Leading article: A welcome blow against discrimination

Less than 50 years ago, homosexuality was illegal in Britain. The last half-century has seen a revolution in social attitudes since a pioneering Labour home secretary, Roy Jenkins, pushed through the decriminalisation of homosexuality in the Sexual Offences Act in 1967. This week, the Coalition's equalities minister, Lynne Featherstone, is expected to knock away another pillar in the ancient and unlovely edifice of institutionalised prejudice by announcing legal changes enabling gay men and lesbians to marry.

The opponents of gay marriage, who come mainly from the ranks of the churches or political right, argue that civil partnerships, which became legal in 2004, already give gay couples the substance of equality with their heterosexual counterparts, especially with regard to pension and inheritance rights. They may be right to point out that the effect of any expected change is likely to be mostly symbolic. But symbols are important and as long as the institution of marriage remains the exclusive preserve of a man and a woman, the message being sent out is that gay couples are still in some way different, second class and only almost equal.

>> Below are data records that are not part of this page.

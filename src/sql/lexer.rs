//! SQL Lexer (Tokenizer)
//!
//! This module converts SQL strings into a stream of tokens. It is the single
//! place that understands quoting, so every parser that needs to split on
//! commas or parentheses works on tokens rather than raw text.

use super::token::{Keyword, Token};
use crate::error::{Error, Result};

/// SQL Lexer
pub struct Lexer {
    /// Input characters
    input: Vec<char>,
    /// Current position in input
    position: usize,
}

impl Lexer {
    /// Create a new lexer for the given input
    pub fn new(input: &str) -> Self {
        Self {
            input: input.chars().collect(),
            position: 0,
        }
    }

    /// Tokenize the entire input. The last token is always `Eof`.
    pub fn tokenize(&mut self) -> Result<Vec<Token>> {
        let mut tokens = Vec::new();

        loop {
            let token = self.next_token()?;
            let done = token == Token::Eof;
            tokens.push(token);
            if done {
                break;
            }
        }

        Ok(tokens)
    }

    /// Get the next token from the input
    pub fn next_token(&mut self) -> Result<Token> {
        self.skip_trivia();

        if self.is_at_end() {
            return Ok(Token::Eof);
        }

        let ch = self.current_char();

        let token = match ch {
            '(' => Token::LParen,
            ')' => Token::RParen,
            ',' => Token::Comma,
            ';' => Token::Semicolon,
            '.' => Token::Dot,
            '+' => Token::Plus,
            '*' => Token::Asterisk,
            '/' => Token::Slash,
            '%' => Token::Percent,
            '=' => Token::Eq,
            '-' => {
                // A minus directly followed by a digit is a negative literal
                if self.peek_char().is_some_and(|c| c.is_ascii_digit()) {
                    self.advance();
                    let number = self.read_number();
                    return Ok(Token::Number(format!("-{}", number)));
                }
                Token::Minus
            }
            '<' => match self.peek_char() {
                Some('=') => {
                    self.advance();
                    Token::Lte
                }
                Some('>') => {
                    self.advance();
                    Token::Neq
                }
                _ => Token::Lt,
            },
            '>' => {
                if self.peek_char() == Some('=') {
                    self.advance();
                    Token::Gte
                } else {
                    Token::Gt
                }
            }
            '!' => {
                if self.peek_char() == Some('=') {
                    self.advance();
                    Token::Neq
                } else {
                    return Err(Error::UnexpectedCharacter('!', self.position));
                }
            }
            '\'' | '"' => return self.read_string(ch).map(Token::StringLiteral),
            '`' => return self.read_string('`').map(Token::Identifier),
            c if c.is_ascii_digit() => return Ok(Token::Number(self.read_number())),
            c if c.is_alphabetic() || c == '_' || c == '$' => return Ok(self.read_word()),
            c => return Err(Error::UnexpectedCharacter(c, self.position)),
        };

        self.advance();
        Ok(token)
    }

    /// Check if we've reached the end of input
    fn is_at_end(&self) -> bool {
        self.position >= self.input.len()
    }

    /// Get the current character
    fn current_char(&self) -> char {
        self.input[self.position]
    }

    /// Peek at the next character
    fn peek_char(&self) -> Option<char> {
        self.input.get(self.position + 1).copied()
    }

    /// Advance to the next character
    fn advance(&mut self) {
        self.position += 1;
    }

    /// Skip whitespace and comments (-- and /* */)
    fn skip_trivia(&mut self) {
        loop {
            while !self.is_at_end() && self.current_char().is_whitespace() {
                self.advance();
            }
            if self.is_at_end() {
                return;
            }

            if self.current_char() == '-' && self.peek_char() == Some('-') {
                while !self.is_at_end() && self.current_char() != '\n' {
                    self.advance();
                }
            } else if self.current_char() == '/' && self.peek_char() == Some('*') {
                self.position += 2;
                while !self.is_at_end() {
                    if self.current_char() == '*' && self.peek_char() == Some('/') {
                        self.position += 2;
                        break;
                    }
                    self.advance();
                }
            } else {
                return;
            }
        }
    }

    /// Read a quoted run. Doubling the quote or a backslash escapes it.
    fn read_string(&mut self, quote: char) -> Result<String> {
        let start_pos = self.position;
        self.advance(); // skip opening quote

        let mut value = String::new();

        while !self.is_at_end() {
            let ch = self.current_char();

            if ch == quote {
                if self.peek_char() == Some(quote) {
                    value.push(quote);
                    self.position += 2;
                } else {
                    self.advance(); // skip closing quote
                    return Ok(value);
                }
            } else if ch == '\\' && quote != '`' {
                let escaped = match self.peek_char() {
                    Some('n') => '\n',
                    Some('t') => '\t',
                    Some('r') => '\r',
                    Some('0') => '\0',
                    Some(other) => other,
                    None => return Err(Error::UnterminatedString(start_pos)),
                };
                value.push(escaped);
                self.position += 2;
            } else {
                value.push(ch);
                self.advance();
            }
        }

        Err(Error::UnterminatedString(start_pos))
    }

    /// Read a number, kept as written (integer, decimal or scientific)
    fn read_number(&mut self) -> String {
        let mut value = String::new();
        let mut seen_dot = false;

        while !self.is_at_end() {
            let ch = self.current_char();

            if ch.is_ascii_digit() {
                value.push(ch);
                self.advance();
            } else if ch == '.' && !seen_dot && self.peek_char().is_some_and(|c| c.is_ascii_digit())
            {
                seen_dot = true;
                value.push(ch);
                self.advance();
            } else if (ch == 'e' || ch == 'E')
                && self
                    .peek_char()
                    .is_some_and(|c| c.is_ascii_digit() || c == '+' || c == '-')
            {
                // Scientific notation
                value.push(ch);
                self.advance();
                value.push(self.current_char());
                self.advance();
            } else {
                break;
            }
        }

        value
    }

    /// Read an identifier or keyword
    fn read_word(&mut self) -> Token {
        let mut value = String::new();

        while !self.is_at_end() {
            let ch = self.current_char();
            if ch.is_alphanumeric() || ch == '_' || ch == '$' {
                value.push(ch);
                self.advance();
            } else {
                break;
            }
        }

        match Keyword::from_word(&value) {
            Some(keyword) => Token::Keyword(keyword),
            None => Token::Identifier(value),
        }
    }
}

#[cfg(test)]
mod tests {
    use super::*;

    fn lex(sql: &str) -> Vec<Token> {
        Lexer::new(sql).tokenize().unwrap()
    }

    fn ident(s: &str) -> Token {
        Token::Identifier(s.to_string())
    }

    #[test]
    fn test_simple_select() {
        assert_eq!(
            lex("SELECT * FROM users"),
            vec![
                Token::Keyword(Keyword::Select),
                Token::Asterisk,
                Token::Keyword(Keyword::From),
                ident("users"),
                Token::Eof,
            ]
        );
    }

    #[test]
    fn test_select_with_where() {
        assert_eq!(
            lex("SELECT id FROM users WHERE age >= -3.5"),
            vec![
                Token::Keyword(Keyword::Select),
                ident("id"),
                Token::Keyword(Keyword::From),
                ident("users"),
                Token::Keyword(Keyword::Where),
                ident("age"),
                Token::Gte,
                Token::Number("-3.5".to_string()),
                Token::Eof,
            ]
        );
    }

    #[test]
    fn test_type_names_are_identifiers() {
        let tokens = lex("id INT PRIMARY KEY AUTO_INCREMENT, name VARCHAR(100)");
        assert_eq!(tokens[1], ident("INT"));
        assert_eq!(tokens[2], Token::Keyword(Keyword::Primary));
        assert_eq!(tokens[3], ident("KEY"));
        assert_eq!(tokens[4], ident("AUTO_INCREMENT"));
        assert_eq!(tokens[9], Token::Number("100".to_string()));
    }

    #[test]
    fn test_string_literals() {
        assert_eq!(lex("'it''s'")[0], Token::StringLiteral("it's".to_string()));
        assert_eq!(lex(r"'a\'b'")[0], Token::StringLiteral("a'b".to_string()));
        assert_eq!(lex("\"Ann\"")[0], Token::StringLiteral("Ann".to_string()));
        assert_eq!(lex("`order`")[0], ident("order"));
        assert_eq!(lex("'a, (b)'")[0], Token::StringLiteral("a, (b)".to_string()));
    }

    #[test]
    fn test_unterminated_string() {
        let err = Lexer::new("SELECT 'oops").tokenize().unwrap_err();
        assert!(matches!(err, Error::UnterminatedString(7)));
    }

    #[test]
    fn test_comparison_operators() {
        let tokens = lex("a < b <= c > d >= e <> f != g");
        assert!(tokens.contains(&Token::Lt));
        assert!(tokens.contains(&Token::Lte));
        assert!(tokens.contains(&Token::Gt));
        assert!(tokens.contains(&Token::Gte));
        assert_eq!(tokens.iter().filter(|t| **t == Token::Neq).count(), 2);
    }

    #[test]
    fn test_comments() {
        assert_eq!(
            lex("SELECT -- trailing\n* /* block */ FROM t --"),
            vec![
                Token::Keyword(Keyword::Select),
                Token::Asterisk,
                Token::Keyword(Keyword::From),
                ident("t"),
                Token::Eof,
            ]
        );
    }

    #[test]
    fn test_unexpected_character() {
        let err = Lexer::new("SELECT @x").tokenize().unwrap_err();
        assert!(matches!(err, Error::UnexpectedCharacter('@', 7)));
    }
}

Much attention around the expected change to the law will concentrate on whether the churches will now have to allow gay marriages to take place in their places of worship. Certainly, it will be interesting to see how the Church of England, which remains bitterly divided over the ordination of gay priests, responds.

If changes to the law force what is still the Established Church in England to clarify its muddled and often disingenuous thinking on the question of sexual equality, so much the better. But in an age when a growing number of marriages take place in civil settings and have no religious element to them at all, this is at the same time a peripheral matter.

Much more important than anything the churches have to say is that Britain is now a world front-runner in the field of equality for sexual minorities. If the Coalition Government succeeds in following through on Ms Featherstone's expected proposals, it willbe to its credit.